But this fellow’s name ought to alert us straight away that all is not as it seems: for ‘Gestum Blindi’ means ‘Guest (who is) blind’—
guest
in the old sense of the word, ‘stranger’. The blind stranger, if we know our Norse myth, puts us in mind of Odin: one-eyed, a wanderer, fond of riddles. At any rate, rather than face the judgment of Heidrek’s counsellors, ‘Gestumblindi’ enters into a riddle contest with the king, and asks him:
If only I still had
what I had yesterday!
discover what it was;
it hurts mankind
it hinders speech
yet speech is inspired by it
Ponder this riddle.
The king replies ‘Góð er gáta þín, Gestumblindi, getit er þessar’—‘Good are (these)
gáta
of thine, Gestumblindi; guessed them I have’; or in less
Yoda-like English, ‘your riddle is a good one, Gestumblindi; but I have guessed it!’ This is a line of verse, presumably the stock way of saying that you have solved a riddle, and the king repeats it after almost all the riddles he is asked. (The answer to the ‘if only I still had’ riddle is: ‘ale’)
I travelled from my home
And from my home I went
I saw the road of road;
There was a road underneath
And a road overhead,
And on every sides there were roads.
Ponder this riddle,
O prince Heidrek!
Góð er gáta þín, Gestumblindi, getit er þessar
! ‘You passed over a bridge across a river, and the road of the river was beneath you, but birds flew above your head and flew past on your either side, and that was their road.’
What was the drink
That I drank yesterday?
Neither wine nor water,
Neither mead nor ale,
It wasn’t any kind of food,
Yet I came away thirstless.
Ponder this riddle,
O prince Heidrek!
Góð er gáta þín, Gestumblindi, getit er þessar
! ‘You lay down in shade where dew had collected on the grass, and with this you cooled your lips and satisfied your thirst.’
Who is that shrill one
on hard ways walking,
paths he has passed before;
many are his kisses
for of mouths he has two,
and on gold alone he goes?
Ponder
this riddle,
O prince Heidrek!
Góð er gáta þín, Gestumblindi, getit er þessar
! ‘That is the hammer, which is used in the goldsmith’s art; it screams shrilly when it beats on the hard anvil, and the anvil is its path.’ And so it goes on: twenty-eight riddles in quick succession are asked and answered one after the other.
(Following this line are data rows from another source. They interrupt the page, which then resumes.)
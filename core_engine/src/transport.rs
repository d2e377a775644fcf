//! Transport abstraction for AIOVPN.
//!
//! The cryptographic protocol engine is an external collaborator. It is
//! reached only through the two traits in this module: a [`ProtocolEngine`]
//! opens channels to gateways, and a [`TransportChannel`] carries one
//! session. Channels encrypt on `send` and decrypt before `receive`
//! returns, so the rest of the crate only ever handles plaintext packets.

use async_trait::async_trait;
use std::io;
use std::sync::Arc;
use thiserror::Error;

use crate::config::{Credentials, Endpoint, ProtocolOptions};
use crate::error::FailureReason;
use crate::types::SessionParameters;

/// Errors reported by the protocol engine.
#[derive(Debug, Error)]
pub enum TransportError {
    /// Could not reach the gateway (DNS, refused, unreachable)
    #[error("Connect error: {0}")]
    Connect(String),

    /// An engine operation did not complete in time
    #[error("Operation timed out")]
    Timeout,

    /// The channel is closed
    #[error("Channel closed")]
    Closed,

    /// I/O error
    #[error("I/O error: {0}")]
    Io(#[from] io::Error),

    /// The gateway rejected the credentials
    #[error("Authentication rejected: {0}")]
    AuthRejected(String),

    /// The gateway does not speak a compatible protocol
    #[error("Protocol mismatch: {0}")]
    Incompatible(String),

    /// Any other engine failure
    #[error("Transport error: {0}")]
    Other(String),
}

impl TransportError {
    pub fn classify(&self) -> FailureReason {
        match self {
            TransportError::AuthRejected(_) => FailureReason::AuthRejected,
            TransportError::Incompatible(_) => FailureReason::ProtocolIncompatible,
            _ => FailureReason::TransientNetwork,
        }
    }

    pub fn is_retryable(&self) -> bool {
        !matches!(
            self,
            TransportError::AuthRejected(_) | TransportError::Incompatible(_)
        )
    }
}

/// Something received from the gateway.
#[derive(Debug, Clone, PartialEq, Eq)]
pub enum Inbound {
    /// A decrypted IP packet for the local interface
    Packet(Vec<u8>),
    /// Protocol keepalive; proves the link is alive
    Keepalive,
    /// The gateway asked for new session keys
    RenegotiationRequested,
    /// The gateway closed the session
    Closed,
}

/// Opens channels to gateways.
#[async_trait]
pub trait ProtocolEngine: Send + Sync {
    /// Open a channel to `endpoint`. No handshake is performed yet.
    async fn connect(&self, endpoint: &Endpoint)
    -> Result<Arc<dyn TransportChannel>, TransportError>;
}

/// One encrypted duplex channel to a gateway.
///
/// Methods take `&self` so the send and receive directions can run
/// concurrently from separate tasks.
#[async_trait]
pub trait TransportChannel: Send + Sync {
    /// Run the handshake and return the parameters pushed by the gateway.
    async fn negotiate(
        &self,
        credentials: Option<&Credentials>,
        options: &ProtocolOptions,
    ) -> Result<SessionParameters, TransportError>;

    /// Renew session keys on the established channel.
    async fn renegotiate(&self) -> Result<(), TransportError>;

    /// Encrypt and send one packet.
    async fn send(&self, packet: &[u8]) -> Result<(), TransportError>;

    /// Wait for the next inbound item.
    async fn receive(&self) -> Result<Inbound, TransportError>;

    /// Send a protocol keepalive.
    async fn send_keepalive(&self) -> Result<(), TransportError>;

    /// Close the channel. Must tolerate being called on a dead channel.
    async fn close(&self);
}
A number of them are similar enough to some of the riddles of the contest between Bilbo and Gollum to excite scholars.
A cask of ale:
no hand shaped it,
no hammer built it,
yet outside the islands
its maker sits straight-up.
Ponder this riddle,
O Prince Heidrek!
‘Your riddle is a good one’, the king replies; ‘but I have guessed it.’ It is, of course, ‘egg’ (‘the egg-shell is not made by hand nor is it formed by hammer; and the swan that produces it carries himself erect, outside the islands’). Another riddle familiar to readers of
The Hobbit
is:
Who is the mighty one
That passes over the ground
Swallowing water and forest?
He fears the wind
But flees no man
And wages war on the sun!
Ponder this riddle,
O Prince Heidrek!
The answer to this riddle is a particular sort of darkness, ‘fog’; and Tom Shippey argues that this riddle is behind the ‘dark’ riddle that Bilbo answers ‘without even scratching his head’ because ‘he had heard that sort of thing before’. We might want to pause and consider whether ‘a cask of ale’ is the same thing as ‘a box without hinges’; or whether ‘fog’ means quite the same thing as ‘darkness’; I discuss these near-analogues, or perhaps deliberate riddling swerves, in the next chapter.
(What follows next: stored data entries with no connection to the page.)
//! Interface configuration.
//!
//! Turns negotiated [`SessionParameters`] into a configured virtual
//! interface. `apply` either installs everything (address, routes,
//! exclusions, DNS) or rolls back what it did before returning the error.
//! `release` undoes an applied configuration in reverse order and never
//! fails. When new parameters replace a live configuration, the new one is
//! applied first and `release_superseded` retires the old one.

use std::sync::Arc;
use thiserror::Error;
use tracing::{debug, error, info, instrument, warn};

use crate::config::InterfaceOptions;
use crate::network::{NetworkError, NetworkManager, TunConfig, TunDevice};
use crate::types::{Route, SessionParameters};

/// Errors returned by [`InterfaceConfigurator::apply`].
#[derive(Debug, Error)]
pub enum ConfigError {
    /// The parameters cannot be applied as given
    #[error("Invalid session parameters: {0}")]
    InvalidParameters(String),

    /// The OS refused a configuration step
    #[error("Network error: {0}")]
    Network(#[from] NetworkError),
}

impl ConfigError {
    /// Only contention on an OS resource is worth retrying.
    pub fn is_retryable(&self) -> bool {
        matches!(self, ConfigError::Network(NetworkError::Busy(_)))
    }
}

/// A configured virtual interface and the record of what was installed.
pub struct InterfaceHandle {
    device: Arc<dyn TunDevice>,
    name: String,
    params: SessionParameters,
    routes: Vec<Route>,
    exclusions: Vec<Route>,
    dns_configured: bool,
}

impl InterfaceHandle {
    pub fn name(&self) -> &str {
        &self.name
    }

    /// Packet I/O on the interface, for the packet pump.
    pub fn device(&self) -> Arc<dyn TunDevice> {
        Arc::clone(&self.device)
    }

    /// Parameters the interface was configured from.
    pub fn params(&self) -> &SessionParameters {
        &self.params
    }

    /// Routes installed through the tunnel.
    pub fn routes(&self) -> &[Route] {
        &self.routes
    }

    /// Routes installed outside the tunnel.
    pub fn exclusions(&self) -> &[Route] {
        &self.exclusions
    }

    pub fn dns_configured(&self) -> bool {
        self.dns_configured
    }
}

impl std::fmt::Debug for InterfaceHandle {
    fn fmt(&self, f: &mut std::fmt::Formatter<'_>) -> std::fmt::Result {
        f.debug_struct("InterfaceHandle")
            .field("name", &self.name)
            .field("routes", &self.routes)
            .field("exclusions", &self.exclusions)
            .field("dns_configured", &self.dns_configured)
            .finish_non_exhaustive()
    }
}

/// Applies and removes interface configuration through a [`NetworkManager`].
#[derive(Clone)]
pub struct InterfaceConfigurator {
    network: Arc<dyn NetworkManager>,
}

impl InterfaceConfigurator {
    pub fn new(network: Arc<dyn NetworkManager>) -> Self {
        InterfaceConfigurator { network }
    }

    /// Create the interface and install routes, exclusions and DNS.
    #[instrument(level = "info", skip_all, fields(mtu = params.mtu))]
    pub async fn apply(
        &self,
        params: &SessionParameters,
        options: &InterfaceOptions,
    ) -> Result<InterfaceHandle, ConfigError> {
        if params.local_address.is_none() && params.local_address_v6.is_none() {
            return Err(ConfigError::InvalidParameters(
                "gateway did not assign a local address".to_string(),
            ));
        }

        let device = self
            .network
            .create_tun(TunConfig {
                name: options.name.clone(),
                address: params.local_address,
                prefix_len: params.prefix_len,
                address_v6: params.local_address_v6,
                peer: params.peer_address,
                mtu: params.mtu,
            })
            .await?;

        let mut handle = InterfaceHandle {
            name: device.name().to_string(),
            device,
            params: params.clone(),
            routes: Vec::new(),
            exclusions: Vec::new(),
            dns_configured: false,
        };

        if let Err(err) = self.install(&mut handle, params, options).await {
            error!(interface = %handle.name, error = %err, "Interface configuration failed, rolling back");
            self.release(handle).await;
            return Err(err);
        }

        info!(
            interface = %handle.name,
            routes = handle.routes.len(),
            exclusions = handle.exclusions.len(),
            dns = handle.dns_configured,
            "Interface configured"
        );
        Ok(handle)
    }

    async fn install(
        &self,
        handle: &mut InterfaceHandle,
        params: &SessionParameters,
        options: &InterfaceOptions,
    ) -> Result<(), ConfigError> {
        for route in &params.routes {
            if route.is_multicast() {
                debug!(%route, "Ignoring multicast route");
                continue;
            }
            self.network.add_route(route, &handle.name).await?;
            handle.routes.push(route.clone());
        }

        let lan: &[Route] = if options.allow_lan {
            options.local_networks.as_slice()
        } else {
            &[]
        };
        for route in params
            .excluded_routes
            .iter()
            .chain(&options.excluded_routes)
            .chain(lan)
        {
            if handle.exclusions.contains(route) {
                continue;
            }
            self.network.exclude_route(route).await?;
            handle.exclusions.push(route.clone());
        }

        if params.dns_servers.is_empty() {
            warn!(interface = %handle.name, "No DNS servers pushed, keeping system resolvers");
        } else {
            self.network
                .configure_dns(&handle.name, &params.dns_servers, &params.search_domains)
                .await?;
            handle.dns_configured = true;
        }

        Ok(())
    }

    /// Undo everything `apply` installed, in reverse order.
    ///
    /// Errors are logged and skipped; resources that have already
    /// disappeared are not an error.
    #[instrument(level = "info", skip_all, fields(interface = %handle.name))]
    pub async fn release(&self, handle: InterfaceHandle) {
        self.release_keeping(handle, &[]).await;
    }

    /// Release `old` after `current` has taken over from it.
    ///
    /// Exclusions are not tied to an interface, so the ones `current` also
    /// installed are left in place.
    #[instrument(
        level = "info",
        skip_all,
        fields(interface = %old.name, replacement = %current.name)
    )]
    pub async fn release_superseded(&self, old: InterfaceHandle, current: &InterfaceHandle) {
        self.release_keeping(old, &current.exclusions).await;
    }

    async fn release_keeping(&self, handle: InterfaceHandle, keep_exclusions: &[Route]) {
        let InterfaceHandle {
            device,
            name,
            routes,
            exclusions,
            dns_configured,
            ..
        } = handle;

        if dns_configured {
            if let Err(e) = self.network.restore_dns(&name).await {
                log_release_error("restore DNS", &e);
            }
        }

        for route in exclusions.iter().rev() {
            if keep_exclusions.contains(route) {
                debug!(%route, "Exclusion still in use");
                continue;
            }
            if let Err(e) = self.network.remove_exclusion(route).await {
                log_release_error("remove exclusion", &e);
            }
        }

        for route in routes.iter().rev() {
            if let Err(e) = self.network.remove_route(route, &name).await {
                log_release_error("remove route", &e);
            }
        }

        if let Err(e) = self.network.destroy_tun(&name).await {
            log_release_error("destroy interface", &e);
        }
        drop(device);

        info!("Interface released");
    }
}

fn log_release_error(step: &str, err: &NetworkError) {
    match err {
        NetworkError::NotFound(_) => debug!(step, error = %err, "Already gone"),
        _ => warn!(step, error = %err, "Release step failed"),
    }
}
Each riddle is a doddle for Heidrek (
Góð er gáta þín, Gestumblindi, getit er þessar
!) until the last one. Finally Gestumblindi asks this:
What did Odin say
Into Balder’s ear
Before he was carried off to the fire?
Of course Heidrek does not know the answer to this. Nor is it a riddle, or at least a riddle after the manner of the others; for it is not possible to guess or intuit it from the information given. Either one knows the answer or one does not; and in fact only two beings (Balder and Odin himself) can possibly know the answer to this one. In a rage, the king shouts that he has seen through Gestumblindi’s disguise (‘you alone know the answer to that riddle!’), whips out his sword and attempts to stab the god. To escape harm, Odin changes himself into a hawk and flies away, but not before cursing the king: ‘because you have attacked me with a sword, King Heidrek, you yourself shall die at the hands of the basest slaves!’
What is the answer to this last riddle? The honest answer is: we do not know. Perhaps this is its point: that it is unanswerable. Tolkien, in what looks very like an imitation of this contest, concludes his riddle-contest between Bilbo and Gollum, with a similarly unanswerable question. ‘What have I got in my pocket’ is not a riddle in the sense that we cannot work out what the answer is; either we know, or we do not. Gollum does not know, and guesswork does not help him.
And here we come back to the question of the riddle in the court of law. Asking an unanswerable riddle is a way of overmastering the questioned person. One of the things the
Gúbretha Caratniad
is interested in is the respective power rightfully due the law on the one hand and the king on the other. By acting out their riddling exchange, the Judge Caratnia and his king Conn Cétchathach are jockeying for power and status, one with the other. In a much smaller sense, this is also what Bilbo and Gollum are doing. In the words of Robin Chapman Stacey: ‘riddles function, in almost every culture in which they appear, as a means by which one person lays claim to power over another’.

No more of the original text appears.